Three of the crucial concepts in Kantian metaphysics are space, time, and causality. Ulmer's lecture last week holds that the Kantian aesthetic exists somewhere between common sense and decision-making regimes of reason. Or, more appropriately, the aesthetic bridges them. If I recall previous reading on Kant's aesthetic theory, he holds that it also exists alongside and through space,time,causality.
It's causality that I think game theory most applies to. One of the most vital tenets of game theory (or one of its contingencies) is that experience changes one's behavior. For example, if you're in a game of chicken, and you know that your opponent Rosko the Shark has a tendency to drive straight, drink grain alcohol, and tear off his wheel as he speeds toward you, you'll likely swerve. Sure, you didn't prove anything to Rosko, but at least you're not dead.
Your making this decision relies on the givens of our sense of space and time but also on the causality that informs our creation of causality in our striving to understand the givens of the world.
What game theory attempts to do is to rationalize through practical reason how best to alter the state of things to instill a desired causality. So, for example, if one played chess mathematically, one could effect a causality that would dictate the moves (if she moves her knight here, I'll take it with my rook, setting up this move by her, and this move by me, ad nauseum).
The subject of game theory exists to scoop it all up, to maximize personal gain.
This is the figure of a limited economy, not a game economy.

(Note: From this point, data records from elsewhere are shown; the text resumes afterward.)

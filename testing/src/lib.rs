//! Deterministic test doubles and fixtures for the dispatch core.
//!
//! Everything here preserves the production contracts exactly:
//! [`InMemoryStore`] applies the same conditional-update and
//! insert-if-no-active-lock semantics as the `PostgreSQL` backend (one
//! mutex acquisition per store operation stands in for one atomic
//! statement), and doubles as a haversine-ordered [`GeoIndex`] over its
//! provider table. [`FixedClock`] makes expiry arithmetic deterministic.
//!
//! The [`DispatchHarness`] wires a full core (engine, ledger, lifecycle,
//! reaper) over these doubles for scenario tests.

mod builders;
mod clock;
mod events;
mod harness;
mod memory;

pub use builders::ProviderBuilder;
pub use clock::FixedClock;
pub use events::RecordingEventSink;
pub use harness::DispatchHarness;
pub use memory::InMemoryStore;

/// Install a compact tracing subscriber for test output.
///
/// Safe to call from every test; only the first call installs.
pub fn init_tracing() {
    let _ = tracing_subscriber::fmt()
        .with_env_filter(tracing_subscriber::EnvFilter::from_default_env())
        .with_test_writer()
        .try_init();
}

We're trying to find the causality of the gift economy (the sacred) and, I suppose, attempting to figure out how to bring that sacred to the experience of entertainment, the defining function of electracy. We could then use that sacred to promote policy formation. How to strategize this kind of symbolic exchange?
Game theory's based on scientific rationality, a product of literacy (logically, I will do...). Electracy's based on the flesh, on feeling, on affect, pain and pleasure. What will a game theory with these tools look like?

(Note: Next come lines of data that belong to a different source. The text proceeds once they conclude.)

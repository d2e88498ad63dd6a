//! # Dispatch Core
//!
//! Emergency dispatch and provider-locking core for a home-service booking
//! marketplace: given a customer's real-time location, find the nearest
//! qualified available provider, atomically reserve them against concurrent
//! emergency requests, and release the reservation on timeout or a terminal
//! booking state.
//!
//! # Architecture
//!
//! ```text
//!  customer emergency request
//!            │
//!            ▼
//!  ┌──────────────────┐   nearest candidate   ┌─────────────┐
//!  │  DispatchEngine  │──────────────────────▶│  GeoIndex   │ (external)
//!  │                  │◀──────────────────────│             │
//!  └────────┬─────────┘                       └─────────────┘
//!           │ acquire / release
//!           ▼
//!  ┌──────────────────┐   atomic try_acquire  ┌─────────────┐
//!  │    LockLedger    │──────────────────────▶│   Stores    │
//!  └────────┬─────────┘                       │ (bookings,  │
//!           │                                 │ reservations│
//!           ▼                                 │ providers)  │
//!  ┌──────────────────────┐  conditional      └─────────────┘
//!  │ LifecycleController  │  update_if              ▲
//!  │ pending → accepted → │─────────────────────────┤
//!  │ started → completed  │                         │
//!  └──────────────────────┘                         │
//!  ┌──────────────────┐  sweep_expired_locks        │
//!  │    LockReaper    │─────────────────────────────┘
//!  └──────────────────┘  (periodic, shutdown-aware)
//! ```
//!
//! # Key guarantees
//!
//! - **Mutual exclusion**: of any set of concurrent acquires for the same
//!   provider, at most one is granted — serialized solely by the store's
//!   atomic conditional write, never by an in-process mutex, because
//!   multiple server instances may run concurrently.
//! - **No partial effects**: a conflicting acquire mutates nothing; a
//!   failure after a successful acquire releases the reservation before the
//!   error propagates.
//! - **Lazy timeouts**: `lockedUntil` is advisory until the reaper or the
//!   next acquire observes it; there is no push-based cancellation.
//! - **Advisory availability**: `Provider.isAvailable` is a last-write-wins
//!   UX signal; the reservation table is the source of truth.
//!
//! Everything the core touches beyond its own logic — the spatial index,
//! persistence, notification delivery — enters through traits
//! ([`geo::GeoIndex`], the [`store`] traits, [`events::EventSink`]) so the
//! surrounding HTTP/database/socket layers stay out of the core.

pub mod config;
pub mod engine;
pub mod environment;
pub mod error;
pub mod events;
pub mod geo;
pub mod ledger;
pub mod lifecycle;
pub mod metrics;
pub mod reaper;
pub mod store;
pub mod types;

pub use config::DispatchConfig;
pub use engine::DispatchEngine;
pub use environment::{Clock, SystemClock};
pub use error::{DispatchError, Result};
pub use events::{BroadcastEventSink, DispatchEvent, EventSink, NullEventSink};
pub use geo::{CandidateFilter, GeoIndex, GeoIndexError, GeoPoint, Location};
pub use ledger::{LockLedger, ReleaseCause};
pub use lifecycle::{LifecycleController, Transition};
pub use reaper::{LockReaper, SweepReport};
pub use store::{
    AcquireOutcome, BookingPatch, BookingStore, ConditionalUpdate,
    ProviderDirectory, ReservationStore, StoreError,
};
pub use types::{
    Actor, Booking, BookingId, BookingKind, BookingStatus, CustomerId,
    LockExpiry, LockState, Minutes, Money, PaymentStatus, ProviderId,
    ProviderReservation, ProviderSummary, ServiceTag,
};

Game theory predicts a subject's behavior or attempts to account for it, but as we noted, it's mostly used to point out what's right in front of us. It demystifies.
Part of Baudrillard's mission is to reinstate mystery, seduction, and the secret. So, I guess our game theory is to figure how digital rhetoric has seduced the subject, figuring out an already existing model, and, understanding those tenets, attempt to use its precepts to effect some kind of shift.
Game theory's inapplicability to human behavior comes from its failure to properly contextualize the subject. As we noted before, the human subject isn't the purely rational figure of game theory.
So, a subtenet of our wanderings may be to properly consider our subject. Is pain, pleasure, etc. still applicable. Do we still function according to affect?
I'm fairly certain we do, but reflection may complicate.
Perhaps.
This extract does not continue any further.